> **Exercise directions**: Word for word, write out all of the data below.

Stored data entries
//! Range command handler: prints a page range for the terminal or as JSON.

use anyhow::Context;

use crate::api::dto::PageRangeRequest;
use crate::config::PaginationConfig;
use crate::error::AppResult;
use crate::pagination::{PageRange, render_range};

/// Arguments of the `range` subcommand
#[derive(Debug, Clone, Copy, PartialEq, Eq)]
pub struct RangeArgs {
    pub total_count: u64,
    pub page_size: Option<u64>,
    pub current_page: u64,
    pub sibling_count: Option<u64>,
    pub json: bool,
}

pub struct RangeCommandHandler {
    limits: PaginationConfig,
}

impl RangeCommandHandler {
    pub fn new(limits: PaginationConfig) -> Self {
        Self { limits }
    }

    pub fn execute(&self, args: RangeArgs) -> AppResult<()> {
        println!("{}", self.render(args)?);
        Ok(())
    }

    /// Compute the range and format it as command output.
    pub fn render(&self, args: RangeArgs) -> AppResult<String> {
        let range = self.compute(args)?;

        if args.json {
            let json = serde_json::to_string_pretty(&range)
                .context("Failed to serialize page range")?;
            return Ok(json);
        }

        Ok(format!(
            "{}\nPage {} of {}",
            render_range(&range),
            range.current_page,
            range.total_pages
        ))
    }

    fn compute(&self, args: RangeArgs) -> AppResult<PageRange> {
        let request = PageRangeRequest::resolve(
            args.total_count,
            args.page_size,
            args.current_page,
            args.sibling_count,
            &self.limits,
        )?;
        tracing::debug!(?request, "Computing page range");
        request.compute()
    }
}
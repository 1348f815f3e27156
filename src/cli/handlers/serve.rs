//! Serve command handler: dry-run validation or server startup.

use crate::config::{Environment, settings::Settings};
use crate::error::AppResult;
use crate::server::Server;

pub struct ServeCommandHandler {
    config: Settings,
    environment: Environment,
}

impl ServeCommandHandler {
    pub fn new(config: Settings, environment: Environment) -> Self {
        Self {
            config,
            environment,
        }
    }

    /// Validate only when `dry_run` is set, otherwise run the server until
    /// shutdown.
    ///
    /// # Errors
    /// - Configuration validation errors
    /// - Server startup or runtime errors
    pub async fn execute(self, dry_run: bool) -> AppResult<()> {
        if dry_run {
            return self.validate_only();
        }

        Server::new(self.config, self.environment).run().await?;
        Ok(())
    }

    /// Validate configuration and print a summary without binding a socket.
    pub fn validate_only(&self) -> AppResult<()> {
        self.config.validate()?;

        let pagination = &self.config.pagination;
        println!("✓ Configuration is valid ({})", self.environment);
        println!("✓ Server would bind to: {}", self.config.server.address());
        println!(
            "✓ Pagination: page size {} (max {}), siblings {} (max {})",
            pagination.default_page_size,
            pagination.max_page_size,
            pagination.default_sibling_count,
            pagination.max_sibling_count
        );
        println!("✓ Logger level: {}", self.config.logger.level);
        println!("Dry run completed successfully - configuration is ready for deployment");
        Ok(())
    }

    pub fn config(&self) -> &Settings {
        &self.config
    }
}

#[cfg(test)]
mod tests {
    use super::*;

    #[test]
    fn test_serve_handler_new() {
        let config = Settings::default();
        let handler = ServeCommandHandler::new(config.clone(), Environment::Test);
        assert_eq!(handler.config(), &config);
    }

    #[tokio::test]
    async fn test_serve_handler_dry_run() {
        let handler = ServeCommandHandler::new(Settings::default(), Environment::Test);
        assert!(handler.execute(true).await.is_ok());
    }

    #[tokio::test]
    async fn test_serve_handler_dry_run_invalid_config() {
        let mut config = Settings::default();
        config.pagination.default_page_size = 0;
        let handler = ServeCommandHandler::new(config, Environment::Test);

        assert!(handler.execute(true).await.is_err());
    }
}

> **Reply**:
//! Range command handler: prints a page range for the terminal or as JSON.

use anyhow::Context;

use crate::api::dto::PageRangeRequest;
use crate::config::PaginationConfig;
use crate::error::AppResult;
use crate::pagination::{PageRange, render_range};

/// Arguments of the `range` subcommand
#[derive(Debug, Clone, Copy, PartialEq, Eq)]
pub struct RangeArgs {
    pub total_count: u64,
    pub page_size: Option<u64>,
    pub current_page: u64,
    pub sibling_count: Option<u64>,
    pub json: bool,
}

pub struct RangeCommandHandler {
    limits: PaginationConfig,
}

impl RangeCommandHandler {
    pub fn new(limits: PaginationConfig) -> Self {
        Self { limits }
    }

    pub fn execute(&self, args: RangeArgs) -> AppResult<()> {
        println!("{}", self.render(args)?);
        Ok(())
    }

    /// Compute the range and format it as command output.
    pub fn render(&self, args: RangeArgs) -> AppResult<String> {
        let range = self.compute(args)?;

        if args.json {
            let json = serde_json::to_string_pretty(&range)
                .context("Failed to serialize page range")?;
            return Ok(json);
        }

        Ok(format!(
            "{}\nPage {} of {}",
            render_range(&range),
            range.current_page,
            range.total_pages
        ))
    }

    fn compute(&self, args: RangeArgs) -> AppResult<PageRange> {
        let request = PageRangeRequest::resolve(
            args.total_count,
            args.page_size,
            args.current_page,
            args.sibling_count,
            &self.limits,
        )?;
        tracing::debug!(?request, "Computing page range");
        request.compute()
    }
}
repository 1348f815f3e27156
filename src/cli/handlers/serve.rs
//! Serve command handler: dry-run validation or server startup.

use crate::config::{Environment, settings::Settings};
use crate::error::AppResult;
use crate::server::Server;

pub struct ServeCommandHandler {
    config: Settings,
    environment: Environment,
}

impl ServeCommandHandler {
    pub fn new(config: Settings, environment: Environment) -> Self {
        Self {
            config,
            environment,
        }
    }

    /// Validate only when `dry_run` is set, otherwise run the server until
    /// shutdown.
    ///
    /// # Errors
    /// - Configuration validation errors
    /// - Server startup or runtime errors
    pub async fn execute(self, dry_run: bool) -> AppResult<()> {
        if dry_run {
            return self.validate_only();
        }

        Server::new(self.config, self.environment).run().await?;
        Ok(())
    }

    /// Validate configuration and print a summary without binding a socket.
    pub fn validate_only(&self) -> AppResult<()> {
        self.config.validate()?;

        let pagination = &self.config.pagination;
        println!("✓ Configuration is valid ({})", self.environment);
        println!("✓ Server would bind to: {}", self.config.server.address());
        println!(
            "✓ Pagination: page size {} (max {}), siblings {} (max {})",
            pagination.default_page_size,
            pagination.max_page_size,
            pagination.default_sibling_count,
            pagination.max_sibling_count
        );
        println!("✓ Logger level: {}", self.config.logger.level);
        println!("Dry run completed successfully - configuration is ready for deployment");
        Ok(())
    }

    pub fn config(&self) -> &Settings {
        &self.config
    }
}

#[cfg(test)]
mod tests {
    use super::*;

    #[test]
    fn test_serve_handler_new() {
        let config = Settings::default();
        let handler = ServeCommandHandler::new(config.clone(), Environment::Test);
        assert_eq!(handler.config(), &config);
    }

    #[tokio::test]
    async fn test_serve_handler_dry_run() {
        let handler = ServeCommandHandler::new(Settings::default(), Environment::Test);
        assert!(handler.execute(true).await.is_ok());
    }

    #[tokio::test]
    async fn test_serve_handler_dry_run_invalid_config() {
        let mut config = Settings::default();
        config.pagination.default_page_size = 0;
        let handler = ServeCommandHandler::new(config, Environment::Test);

        assert!(handler.execute(true).await.is_err());
    }
}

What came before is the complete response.